Their departure from the dzong is just as theatrical, with groups of Pazabs shouting, whistling, and gesturing as they descend the grand staircase. At the bottom, the generals mount their steeds and gallop in a cloud of dust in four different directions to protect the religious relics being immersed in the river. When these smartly dressed generals ride in on their horses, it truly transports you to the events of the past, and it’s nothing short of mind-blowing!

Je-Khenpo Throws Oranges In The River 

who are the pazaps, bhutan festival, Punakha Festival
Swimming across the river to collect oranges

We tagged along with the final group as they made their way towards the river with tons of excitement! The procession eventually halted at the riverbank, where we witnessed Je-Kenpo, sporting a black hat and a terrifying Mahakala head apron, conduct the law chok (a religious ceremony for sub-surface spirits). He then tossed a bunch of oranges into the river to represent the precious relic, Ranjung Kharsapani – the self-made image of the almighty Chenrezig. It was an absolutely awesome experience! 

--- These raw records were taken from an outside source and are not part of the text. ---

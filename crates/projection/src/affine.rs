//! 2-D affine transforms between grid (pixel) space and world space.
//!
//! The transform maps `(col, row)` to `(x, y)`:
//!
//! ```text
//! x = m00 * col + m01 * row + m02
//! y = m10 * col + m11 * row + m12
//! ```
//!
//! stored as the upper two rows of a homogeneous 3x3 matrix.

use hazard_common::BoundingBox;
use nalgebra::Matrix3;

use crate::error::{ProjectionError, Result};

#[derive(Debug, Clone, Copy, PartialEq)]
pub struct AffineTransform {
    matrix: Matrix3<f64>,
}

impl AffineTransform {
    /// Build from the six affine coefficients.
    pub fn new(m00: f64, m01: f64, m02: f64, m10: f64, m11: f64, m12: f64) -> Self {
        Self {
            matrix: Matrix3::new(m00, m01, m02, m10, m11, m12, 0.0, 0.0, 1.0),
        }
    }

    pub fn identity() -> Self {
        Self {
            matrix: Matrix3::identity(),
        }
    }

    pub fn translation(dx: f64, dy: f64) -> Self {
        Self::new(1.0, 0.0, dx, 0.0, 1.0, dy)
    }

    /// North-up grid-to-world transform (cell corner anchored) for a grid of
    /// `width` x `height` cells covering `extent`. Row 0 is the northern edge.
    pub fn from_extent(extent: &BoundingBox, width: usize, height: usize) -> Self {
        let dx = extent.width() / width as f64;
        let dy = extent.height() / height as f64;
        Self::new(dx, 0.0, extent.min_x, 0.0, -dy, extent.max_y)
    }

    /// Exact identity check, no tolerance.
    pub fn is_identity(&self) -> bool {
        self.matrix == Matrix3::identity()
    }

    /// The six coefficients `(m00, m01, m02, m10, m11, m12)`.
    pub fn coefficients(&self) -> [f64; 6] {
        let m = &self.matrix;
        [m[(0, 0)], m[(0, 1)], m[(0, 2)], m[(1, 0)], m[(1, 1)], m[(1, 2)]]
    }

    pub fn apply(&self, x: f64, y: f64) -> (f64, f64) {
        let m = &self.matrix;
        (
            m[(0, 0)] * x + m[(0, 1)] * y + m[(0, 2)],
            m[(1, 0)] * x + m[(1, 1)] * y + m[(1, 2)],
        )
    }

    /// Transform applying `first` and then `self`.
    pub fn after(&self, first: &AffineTransform) -> Self {
        Self {
            matrix: self.matrix * first.matrix,
        }
    }

    pub fn inverse(&self) -> Result<Self> {
        let det = self.matrix.determinant();
        if det == 0.0 || !det.is_finite() {
            return Err(ProjectionError::NonInvertible(format!(
                "affine transform {:?} has determinant {}",
                self.coefficients(),
                det
            )));
        }
        self.matrix
            .try_inverse()
            .map(|matrix| Self { matrix })
            .ok_or_else(|| {
                ProjectionError::NonInvertible(format!(
                    "affine transform {:?} is singular",
                    self.coefficients()
                ))
            })
    }
}

impl Default for AffineTransform {
    fn default() -> Self {
        Self::identity()
    }
}

#[cfg(test)]
mod tests {
    use super::*;

    #[test]
    fn test_from_extent_maps_corners() {
        let extent = BoundingBox::new(-10.0, -10.0, 10.0, 10.0);
        let t = AffineTransform::from_extent(&extent, 4, 2);

        assert_eq!(t.apply(0.0, 0.0), (-10.0, 10.0));
        assert_eq!(t.apply(4.0, 2.0), (10.0, -10.0));
        assert_eq!(t.apply(2.0, 1.0), (0.0, 0.0));
    }

    #[test]
    fn test_inverse_roundtrip() {
        let t = AffineTransform::new(30.0, 0.0, 500000.0, 0.0, -30.0, 4200000.0);
        let inv = t.inverse().unwrap();

        let (x, y) = t.apply(12.5, 7.25);
        let (col, row) = inv.apply(x, y);
        assert!((col - 12.5).abs() < 1e-9);
        assert!((row - 7.25).abs() < 1e-9);
        assert!(inv.after(&t).coefficients().iter().zip([1.0, 0.0, 0.0, 0.0, 1.0, 0.0]).all(
            |(a, b)| (a - b).abs() < 1e-9
        ));
    }

    #[test]
    fn test_singular_is_not_invertible() {
        let t = AffineTransform::new(1.0, 2.0, 0.0, 2.0, 4.0, 0.0);
        assert!(matches!(t.inverse(), Err(ProjectionError::NonInvertible(_))));
    }

    #[test]
    fn test_identity() {
        assert!(AffineTransform::identity().is_identity());
        assert!(AffineTransform::translation(0.0, 0.0).is_identity());
        assert!(!AffineTransform::translation(0.5, 0.5).is_identity());
    }

    #[test]
    fn test_after_composes_in_order() {
        let scale = AffineTransform::new(2.0, 0.0, 0.0, 0.0, 2.0, 0.0);
        let shift = AffineTransform::translation(1.0, 1.0);
        // shift first, then scale
        assert_eq!(scale.after(&shift).apply(0.0, 0.0), (2.0, 2.0));
        // scale first, then shift
        assert_eq!(shift.after(&scale).apply(0.0, 0.0), (1.0, 1.0));
    }
}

As soon as Je-Kenpo tossed those oranges into the river, a pack of fearless kids dove right in after them, just like they’ve been doing for centuries! It’s such a wild tradition to witness. But what makes it even captivating is that Je-Kenpo represents none other than Zhabdrung, who performed the exact same ceremony in the very same spot back in the 17th century. Talk about history coming to life!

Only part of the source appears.